#### Work to be completed:
Going through the listing below, work out how many lines include "成本压力相对更大" and give that number by itself.

#### Given records:

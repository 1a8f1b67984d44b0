//! Insight generation for comparison results
//!
//! Each comparison shape gets its own generator producing 1–4 short
//! observations from fixed thresholds. Observations are plain strings;
//! the response-composition layer weaves them into prose.

use crate::core::config::AssistantConfig;
use crate::core::types::MetricField;
use crate::query::comparison::FieldComparison;

const MAX_INSIGHTS: usize = 4;

fn field<'a>(fields: &'a [FieldComparison], target: MetricField) -> Option<&'a FieldComparison> {
    fields.iter().find(|f| f.field == target)
}

fn cap(mut insights: Vec<String>, fallback: &str) -> Vec<String> {
    if insights.is_empty() {
        insights.push(fallback.to_string());
    }
    insights.truncate(MAX_INSIGHTS);
    insights
}

/// Observations for a current-vs-prior-period comparison
pub fn time_insights(config: &AssistantConfig, fields: &[FieldComparison]) -> Vec<String> {
    let mut out = Vec::new();

    if let Some(health) = field(fields, MetricField::HealthScore) {
        let delta = health.delta.absolute;
        if delta.abs() > config.health_notable_delta {
            let direction = if delta > 0.0 { "明显提升" } else { "明显下滑" };
            out.push(format!("健康分较上期{}{:.1}分", direction, delta.abs()));
        }
    }

    if let Some(revenue) = field(fields, MetricField::MonthlyRevenue) {
        if let Some(pct) = revenue.delta.percent {
            if pct.abs() > config.revenue_notable_pct {
                let direction = if pct > 0.0 { "增长" } else { "下降" };
                out.push(format!("月营业额环比{}{:.1}%", direction, pct.abs()));
            }
        }
    }

    if let Some(rent) = field(fields, MetricField::RentToSales) {
        if rent.current > config.rent_pressure_ratio {
            out.push(format!("租售比达{:.2}，经营承压明显", rent.current));
        }
    }

    if let Some(review) = field(fields, MetricField::CustomerReview) {
        if review.delta.absolute < -config.health_notable_delta {
            out.push("顾客口碑较上期走低，需关注现场服务".to_string());
        }
    }

    cap(out, "经营状况与上期基本持平")
}

/// Observations for a peer-average comparison. `scope` names the peer
/// group, e.g. "同品类" or "同楼层".
pub fn peer_insights(
    config: &AssistantConfig,
    scope: &str,
    fields: &[FieldComparison],
) -> Vec<String> {
    let mut out = Vec::new();

    if let Some(health) = field(fields, MetricField::HealthScore) {
        let gap = health.delta.absolute;
        if gap.abs() > config.health_peer_gap {
            let (direction, verdict) = if gap > 0.0 {
                ("高于", "表现突出")
            } else {
                ("低于", "明显落后")
            };
            out.push(format!(
                "健康分{}{}均值{:.1}分，{}",
                direction,
                scope,
                gap.abs(),
                verdict
            ));
        } else if gap.abs() > config.health_notable_delta {
            let direction = if gap > 0.0 { "略高于" } else { "略低于" };
            out.push(format!("健康分{}{}均值{:.1}分", direction, scope, gap.abs()));
        }
    }

    if let Some(revenue) = field(fields, MetricField::MonthlyRevenue) {
        if let Some(pct) = revenue.delta.percent {
            if pct.abs() > config.revenue_notable_pct {
                let direction = if pct > 0.0 { "高出" } else { "低于" };
                out.push(format!("月营业额{}{}均值{:.1}%", direction, scope, pct.abs()));
            }
        }
    }

    if let Some(review) = field(fields, MetricField::CustomerReview) {
        if review.delta.absolute < -config.health_peer_gap {
            out.push(format!("顾客口碑落后于{}水平，建议排查差评来源", scope));
        }
    }

    cap(out, &format!("与{}均值基本持平", scope))
}

/// Observations for a merchant-vs-merchant comparison
pub fn versus_insights(
    config: &AssistantConfig,
    subject_name: &str,
    other_name: &str,
    fields: &[FieldComparison],
) -> Vec<String> {
    let mut out = Vec::new();

    if let Some(health) = field(fields, MetricField::HealthScore) {
        let gap = health.delta.absolute;
        if gap.abs() > config.health_notable_delta {
            let (leader, trailer) = if gap > 0.0 {
                (subject_name, other_name)
            } else {
                (other_name, subject_name)
            };
            out.push(format!(
                "{}的健康分领先{}约{:.1}分",
                leader,
                trailer,
                gap.abs()
            ));
        }
    }

    if let Some(revenue) = field(fields, MetricField::MonthlyRevenue) {
        if let Some(pct) = revenue.delta.percent {
            if pct.abs() > config.revenue_notable_pct {
                let (leader, trailer) = if pct > 0.0 {
                    (subject_name, other_name)
                } else {
                    (other_name, subject_name)
                };
                out.push(format!("{}的月营业额高出{}{:.1}%", leader, trailer, pct.abs()));
            }
        }
    }

    if let Some(rent) = field(fields, MetricField::RentToSales) {
        if rent.delta.absolute > 0.05 {
            out.push(format!("{}的租售比更高，成本压力相对更大", subject_name));
        } else if rent.delta.absolute < -0.05 {
            out.push(format!("{}的租售比更高，成本压力相对更大", other_name));
        }
    }

    cap(out, "两家商户整体表现接近")
}

#[cfg(test)]
mod tests {
    use super::*;
    use crate::query::comparison::DeltaReport;

    fn cmp(field: MetricField, current: f64, baseline: f64) -> FieldComparison {
        FieldComparison {
            field,
            current,
            baseline,
            delta: DeltaReport::between(current, baseline),
        }
    }

    #[test]
    fn test_time_insights_flag_health_drop() {
        let cfg = AssistantConfig::default();
        let fields = vec![cmp(MetricField::HealthScore, 60.0, 72.0)];
        let insights = time_insights(&cfg, &fields);
        assert!(insights[0].contains("明显下滑"));
        assert!(insights[0].contains("12.0"));
    }

    #[test]
    fn test_time_insights_fallback_when_flat() {
        let cfg = AssistantConfig::default();
        let fields = vec![
            cmp(MetricField::HealthScore, 70.0, 71.0),
            cmp(MetricField::MonthlyRevenue, 100_000.0, 101_000.0),
        ];
        let insights = time_insights(&cfg, &fields);
        assert_eq!(insights, vec!["经营状况与上期基本持平".to_string()]);
    }

    #[test]
    fn test_peer_insights_strong_vs_slight() {
        let cfg = AssistantConfig::default();

        let strong = peer_insights(&cfg, "同品类", &[cmp(MetricField::HealthScore, 88.0, 70.0)]);
        assert!(strong[0].contains("高于同品类均值"));
        assert!(strong[0].contains("表现突出"));

        let slight = peer_insights(&cfg, "同品类", &[cmp(MetricField::HealthScore, 76.0, 70.0)]);
        assert!(slight[0].contains("略高于"));
    }

    #[test]
    fn test_versus_insights_name_the_leader() {
        let cfg = AssistantConfig::default();
        let fields = vec![cmp(MetricField::HealthScore, 88.0, 74.0)];
        let insights = versus_insights(&cfg, "海底捞火锅", "呷哺呷哺火锅", &fields);
        assert!(insights[0].starts_with("海底捞火锅"));
    }

    #[test]
    fn test_insight_count_bounded() {
        let cfg = AssistantConfig::default();
        let fields = vec![
            cmp(MetricField::HealthScore, 50.0, 80.0),
            cmp(MetricField::MonthlyRevenue, 50_000.0, 200_000.0),
            cmp(MetricField::RentToSales, 0.6, 0.2),
            cmp(MetricField::CustomerReview, 40.0, 80.0),
        ];
        let insights = time_insights(&cfg, &fields);
        assert!(!insights.is_empty() && insights.len() <= 4);
    }
}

#### Answer to this task:
2